__EXERCISE INSTRUCTIONS__.
The stretch from the line with "repository a30a2aefa9058362" through the line with "Ord, Serialize, Deserialize)]" in the records below: write it out exactly, and nothing else.
(PROVIDED RECORDS)
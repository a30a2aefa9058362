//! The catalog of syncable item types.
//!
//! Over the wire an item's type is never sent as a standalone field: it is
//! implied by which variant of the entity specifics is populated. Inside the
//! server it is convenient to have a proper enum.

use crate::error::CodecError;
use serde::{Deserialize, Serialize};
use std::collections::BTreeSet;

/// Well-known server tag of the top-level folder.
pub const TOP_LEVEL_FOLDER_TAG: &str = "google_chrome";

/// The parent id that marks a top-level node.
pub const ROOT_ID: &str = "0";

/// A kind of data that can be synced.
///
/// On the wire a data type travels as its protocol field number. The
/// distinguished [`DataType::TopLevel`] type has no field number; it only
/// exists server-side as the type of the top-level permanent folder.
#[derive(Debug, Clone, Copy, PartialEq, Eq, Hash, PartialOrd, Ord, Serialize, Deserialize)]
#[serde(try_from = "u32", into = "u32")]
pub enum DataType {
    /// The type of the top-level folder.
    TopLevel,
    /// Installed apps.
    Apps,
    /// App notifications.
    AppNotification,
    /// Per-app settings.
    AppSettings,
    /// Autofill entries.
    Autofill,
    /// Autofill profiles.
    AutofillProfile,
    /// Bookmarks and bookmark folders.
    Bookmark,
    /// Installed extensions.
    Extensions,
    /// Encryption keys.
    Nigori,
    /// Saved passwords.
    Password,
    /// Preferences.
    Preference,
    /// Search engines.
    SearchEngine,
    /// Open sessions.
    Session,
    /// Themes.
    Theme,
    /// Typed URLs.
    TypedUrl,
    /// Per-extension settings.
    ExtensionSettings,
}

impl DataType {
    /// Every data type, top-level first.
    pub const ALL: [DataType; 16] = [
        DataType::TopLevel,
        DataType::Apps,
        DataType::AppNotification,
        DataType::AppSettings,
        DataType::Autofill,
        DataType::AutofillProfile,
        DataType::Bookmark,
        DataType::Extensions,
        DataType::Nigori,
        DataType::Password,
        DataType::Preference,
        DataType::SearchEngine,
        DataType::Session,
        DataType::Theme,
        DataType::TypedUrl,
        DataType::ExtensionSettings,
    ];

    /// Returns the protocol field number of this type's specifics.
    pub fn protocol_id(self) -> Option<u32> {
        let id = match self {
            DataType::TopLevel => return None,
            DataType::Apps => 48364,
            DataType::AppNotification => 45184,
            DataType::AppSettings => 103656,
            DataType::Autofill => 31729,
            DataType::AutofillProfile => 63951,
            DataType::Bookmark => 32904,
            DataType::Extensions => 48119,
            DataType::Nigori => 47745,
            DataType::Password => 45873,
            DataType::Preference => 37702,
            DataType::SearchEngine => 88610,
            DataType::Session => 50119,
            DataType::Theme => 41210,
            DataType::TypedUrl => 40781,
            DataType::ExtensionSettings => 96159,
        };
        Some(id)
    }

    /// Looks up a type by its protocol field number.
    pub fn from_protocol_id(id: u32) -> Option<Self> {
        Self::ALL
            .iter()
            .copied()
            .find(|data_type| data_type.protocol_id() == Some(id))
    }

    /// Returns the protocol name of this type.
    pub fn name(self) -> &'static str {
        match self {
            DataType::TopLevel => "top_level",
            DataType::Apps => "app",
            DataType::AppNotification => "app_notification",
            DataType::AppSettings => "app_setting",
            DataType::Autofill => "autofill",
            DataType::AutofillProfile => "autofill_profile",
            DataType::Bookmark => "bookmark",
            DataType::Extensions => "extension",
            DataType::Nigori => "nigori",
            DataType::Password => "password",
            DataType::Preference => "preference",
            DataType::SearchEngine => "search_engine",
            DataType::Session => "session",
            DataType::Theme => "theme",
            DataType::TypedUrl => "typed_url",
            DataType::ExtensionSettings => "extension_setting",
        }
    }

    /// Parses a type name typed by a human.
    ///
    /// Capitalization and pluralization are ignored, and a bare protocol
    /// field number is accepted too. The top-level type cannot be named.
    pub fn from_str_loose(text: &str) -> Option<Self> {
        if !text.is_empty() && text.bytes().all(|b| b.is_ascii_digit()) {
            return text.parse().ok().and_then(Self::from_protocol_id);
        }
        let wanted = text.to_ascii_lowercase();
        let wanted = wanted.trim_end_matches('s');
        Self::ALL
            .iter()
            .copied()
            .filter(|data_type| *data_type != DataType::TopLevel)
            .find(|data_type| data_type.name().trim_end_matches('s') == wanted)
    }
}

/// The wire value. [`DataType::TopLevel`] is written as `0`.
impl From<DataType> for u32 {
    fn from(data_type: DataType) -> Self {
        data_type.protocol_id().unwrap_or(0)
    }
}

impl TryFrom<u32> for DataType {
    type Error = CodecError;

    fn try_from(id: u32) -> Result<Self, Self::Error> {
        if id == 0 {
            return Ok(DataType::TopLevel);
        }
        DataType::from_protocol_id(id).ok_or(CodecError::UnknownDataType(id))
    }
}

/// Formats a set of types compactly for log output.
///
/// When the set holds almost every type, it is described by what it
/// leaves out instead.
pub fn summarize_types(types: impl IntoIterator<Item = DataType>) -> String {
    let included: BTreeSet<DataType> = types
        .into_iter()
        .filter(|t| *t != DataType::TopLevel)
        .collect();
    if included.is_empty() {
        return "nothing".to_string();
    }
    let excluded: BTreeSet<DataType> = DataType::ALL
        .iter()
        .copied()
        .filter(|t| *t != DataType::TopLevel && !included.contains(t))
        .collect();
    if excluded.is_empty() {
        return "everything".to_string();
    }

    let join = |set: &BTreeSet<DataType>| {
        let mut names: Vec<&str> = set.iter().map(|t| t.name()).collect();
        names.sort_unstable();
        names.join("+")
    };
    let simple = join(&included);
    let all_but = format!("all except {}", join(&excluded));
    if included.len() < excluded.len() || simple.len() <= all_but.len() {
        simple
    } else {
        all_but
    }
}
(End PROVIDED RECORDS)
(PROVIDED RECORDS)
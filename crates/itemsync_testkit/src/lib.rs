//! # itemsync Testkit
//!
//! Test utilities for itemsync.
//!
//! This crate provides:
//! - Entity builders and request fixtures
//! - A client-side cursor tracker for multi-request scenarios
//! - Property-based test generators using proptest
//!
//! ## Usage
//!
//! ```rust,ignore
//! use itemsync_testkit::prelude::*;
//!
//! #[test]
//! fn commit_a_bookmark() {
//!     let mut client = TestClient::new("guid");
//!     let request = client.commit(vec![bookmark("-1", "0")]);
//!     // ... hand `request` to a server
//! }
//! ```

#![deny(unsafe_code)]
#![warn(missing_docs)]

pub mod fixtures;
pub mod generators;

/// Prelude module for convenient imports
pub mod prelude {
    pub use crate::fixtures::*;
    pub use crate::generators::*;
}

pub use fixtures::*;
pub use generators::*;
(End PROVIDED RECORDS)
__TASK OUTPUT__.
repository a30a2aefa9058362
//! The catalog of syncable item types.
//!
//! Over the wire an item's type is never sent as a standalone field: it is
//! implied by which variant of the entity specifics is populated. Inside the
//! server it is convenient to have a proper enum.

use crate::error::CodecError;
use serde::{Deserialize, Serialize};
use std::collections::BTreeSet;

/// Well-known server tag of the top-level folder.
pub const TOP_LEVEL_FOLDER_TAG: &str = "google_chrome";

/// The parent id that marks a top-level node.
pub const ROOT_ID: &str = "0";

/// A kind of data that can be synced.
///
/// On the wire a data type travels as its protocol field number. The
/// distinguished [`DataType::TopLevel`] type has no field number; it only
/// exists server-side as the type of the top-level permanent folder.
#[derive(Debug, Clone, Copy, PartialEq, Eq, Hash, PartialOrd, Ord, Serialize, Deserialize)]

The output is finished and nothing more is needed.